[Extracted entries — start]

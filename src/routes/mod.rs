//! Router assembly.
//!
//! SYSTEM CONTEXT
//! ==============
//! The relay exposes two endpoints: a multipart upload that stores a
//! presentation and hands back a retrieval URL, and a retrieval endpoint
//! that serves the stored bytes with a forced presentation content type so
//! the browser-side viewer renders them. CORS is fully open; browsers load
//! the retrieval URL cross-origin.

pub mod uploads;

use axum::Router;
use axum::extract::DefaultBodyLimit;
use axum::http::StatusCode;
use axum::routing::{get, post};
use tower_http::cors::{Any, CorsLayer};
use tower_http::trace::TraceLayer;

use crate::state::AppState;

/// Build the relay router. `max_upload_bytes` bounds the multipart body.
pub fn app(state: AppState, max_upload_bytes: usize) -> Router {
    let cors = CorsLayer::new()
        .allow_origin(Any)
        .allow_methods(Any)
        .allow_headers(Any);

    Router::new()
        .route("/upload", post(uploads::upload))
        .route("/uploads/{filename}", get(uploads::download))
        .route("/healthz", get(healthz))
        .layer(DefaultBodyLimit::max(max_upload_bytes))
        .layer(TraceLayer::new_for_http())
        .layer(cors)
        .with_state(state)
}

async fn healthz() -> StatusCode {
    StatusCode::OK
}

[Extracted entries — finish]

Look through the entries for lines containing the word "axum" and return each one.

Result of this exercise:
use axum::Router;
use axum::extract::DefaultBodyLimit;
use axum::http::StatusCode;
use axum::routing::{get, post};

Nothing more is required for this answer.